Intercept worries about funding Ukranian group because they’re right-wing
February 25, 2022
The Intercept seems to believe that it’s problematic if an “ultra-right nationalist” group receives donations when its country is being invaded.
Ukraine is being invaded by Russia, but it is still problematic that Facebook allows a Ukrainian nationalist group to receive funds, according to a recent piece.

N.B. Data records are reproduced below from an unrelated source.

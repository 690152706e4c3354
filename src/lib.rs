//! # srctable
//!
//! Renders a data sources table kept as CSV into a standalone HTML page.
//!
//! ## Features
//!
//! - **Automatic merging**: vertically (and optionally horizontally) adjacent
//!   cells with identical text become one `rowspan`/`colspan` cell
//! - **Escape marker**: a leading `*` keeps a cell out of every merge and is
//!   removed from the output
//! - **Category boundaries**: a row whose first column differs from the row
//!   above is marked with `class="new-category-row"`
//! - **Link rules**: citation ids, known source names and download URLs are
//!   rewritten into hyperlinks
//!
//! ## Usage Example
//!
//! ```rust
//! use srctable::{render_csv, LinkRuleTable, ResolveOptions};
//!
//! let csv = "Category,Source\nGenes,NCBI\nGenes,Ensembl\nProteins,UniProt\n";
//! let html = render_csv(
//!     csv,
//!     &["30%", "70%"],
//!     &LinkRuleTable::new(),
//!     &ResolveOptions::default(),
//! )
//! .unwrap();
//!
//! assert!(html.contains(r#"<td class="leftcol" rowspan="2"><h2><p>Genes</p></h2></td>"#));
//! assert!(html.contains(r#"<tr class="new-category-row">"#));
//! ```

/// Core rendering modules
pub mod core;

/// Data layer - static tables
pub mod data;

/// Feature modules - input and link annotation
pub mod features;

/// Utility modules
pub mod utils;

// Re-export core types and functions
pub use self::core::{
    render, resolve, width_profile, Cell, ColumnMerge, DatasetConfig, DocumentTemplate, Grid,
    MineVersion, RenderOutput, RenderStats, ResolveOptions, Span, SpanResolver, TableRenderer,
};

// Re-export feature modules
pub use features::csv_input;
pub use features::links;
pub use features::{annotate, read_table, CsvTable, LinkRuleTable};

// Re-export utilities
pub use utils::diagnostics;
pub use utils::error::{RenderError, RenderResult};

/// Resolve and render an already-read table.
///
/// Every data row must have as many cells as the header.
pub fn render_table<W: AsRef<str>>(
    table: &CsvTable,
    widths: &[W],
    links: &LinkRuleTable,
    options: &ResolveOptions,
) -> RenderResult<RenderOutput> {
    render_table_with_template(table, widths, links, options, DocumentTemplate::default())
}

/// Like [`render_table`], with custom document boilerplate
pub fn render_table_with_template<W: AsRef<str>>(
    table: &CsvTable,
    widths: &[W],
    links: &LinkRuleTable,
    options: &ResolveOptions,
    template: DocumentTemplate,
) -> RenderResult<RenderOutput> {
    let grid = SpanResolver::new(*options)
        .with_columns(table.column_count())
        .resolve(&table.rows)?;

    TableRenderer::new(links)
        .with_template(template)
        .render_with_stats(&grid, &table.header, widths)
}

/// Read CSV text and render it as a standalone page
pub fn render_csv<W: AsRef<str>>(
    csv: &str,
    widths: &[W],
    links: &LinkRuleTable,
    options: &ResolveOptions,
) -> RenderResult<String> {
    let table = read_table(csv)?;
    render_table(&table, widths, links, options).map(|out| out.html)
}

/// Render the table of a configured dataset with its width profile
pub fn render_dataset(
    csv: &str,
    config: &DatasetConfig,
    links: &LinkRuleTable,
    options: &ResolveOptions,
) -> RenderResult<String> {
    render_csv(csv, &config.widths(), links, options)
}

#[cfg(test)]
mod tests {
    use super::*;

    const CSV: &str = "Category,Source,Notes\n\
                       Genes,NCBI,PubMed: 12345\n\
                       Genes,Ensembl,N/A\n\
                       Proteins,UniProt,N/A\n";

    #[test]
    fn test_render_csv_basic() {
        let html = render_csv(
            CSV,
            &["20%", "40%", "40%"],
            &LinkRuleTable::builtin(),
            &ResolveOptions::default(),
        )
        .unwrap();
        assert!(html.starts_with("<html><head>"));
        assert!(html.ends_with("</body>\n</html>"));
        assert!(html.contains(r#"<th width="20%">Category</th>"#));
        assert!(html.contains("https://www.ncbi.nlm.nih.gov/pubmed/12345"));
        assert!(html.contains(r#"<td rowspan="2">N/A</td>"#));
        assert_eq!(html.matches("<!-- part of rowspan -->").count(), 2);
    }

    #[test]
    fn test_render_table_stats() {
        let table = read_table(CSV).unwrap();
        let out = render_table(
            &table,
            &["20%", "40%", "40%"],
            &LinkRuleTable::new(),
            &ResolveOptions::default(),
        )
        .unwrap();
        assert_eq!(out.stats.rows, 3);
        assert_eq!(out.stats.category_boundaries, 1);
        assert_eq!(out.stats.hidden_cells, 2);
        assert_eq!(out.stats.visible_cells, 7);
    }

    #[test]
    fn test_render_fragment() {
        let table = read_table(CSV).unwrap();
        let out = render_table_with_template(
            &table,
            &["20%", "40%", "40%"],
            &LinkRuleTable::new(),
            &ResolveOptions::default(),
            DocumentTemplate::fragment(),
        )
        .unwrap();
        assert!(out.html.starts_with("<table "));
        assert!(out.html.ends_with("</table>\n\n"));
    }

    #[test]
    fn test_ragged_csv_rejected() {
        let err = render_csv(
            "A,B\nx,y\nz\n",
            &["50%", "50%"],
            &LinkRuleTable::new(),
            &ResolveOptions::default(),
        )
        .unwrap_err();
        assert_eq!(err, RenderError::grid_shape(1, 2, 1));
    }

    #[test]
    fn test_render_dataset() {
        let config = DatasetConfig::new("AquaMine", "2.0").unwrap();
        let csv = "A,B,C,D,E,F\n1,2,3,4,5,6\n";
        let html = render_dataset(
            csv,
            &config,
            &LinkRuleTable::new(),
            &ResolveOptions::default(),
        )
        .unwrap();
        assert!(html.contains(r#"<th width="22%">C</th>"#));
    }
}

AIM has reported on the Azov Battalion here before. They started out on the fringes and are now part of the official armed forces of Ukraine. It’s also true that history leaves imprints upon current propaganda. Some, to many Ukrainians, were so Anti-Soviet – with reason – that they fought against the Soviet Union. So, anyone today who is less than enthusiastic about Russian power in the region can and will be called a Nazi.
When the country is actually being invaded, we can see the tanks on our TV screens, such rhetoric might, perhaps, be put to one side. Except not at The Intercept:
“Facebook will temporarily allow its billions of users to praise the Azov Battalion, a Ukrainian neo-Nazi military unit.”
The Azov Battalion is, whatever else it is or has been, a military unit fighting against the invasion of Ukraine.
“While Facebook users may now praise any future battlefield action by Azov soldiers against Russia…”
We can’t find it in ourselves to describe this as a problem.
The Intercept is financed by a trust set up from Pierre Omidyar’s e-Bay fortune. Nothing wrong with that, but it now seems to have been colonized by a particular political view. One which militates against journalistic norms even. The site does gain 3.5 million visits a month and might do better to do more journalism and less political viewpoint.
A good part of the Azov Battalion’s description as an ultra-nationalist – even Nazi – Ukrainian militia is in itself Russian propaganda about those who are Ukrainian nationalists. Worth reminding people of this in the middle of a war of conquest by Russia over Ukraine, no?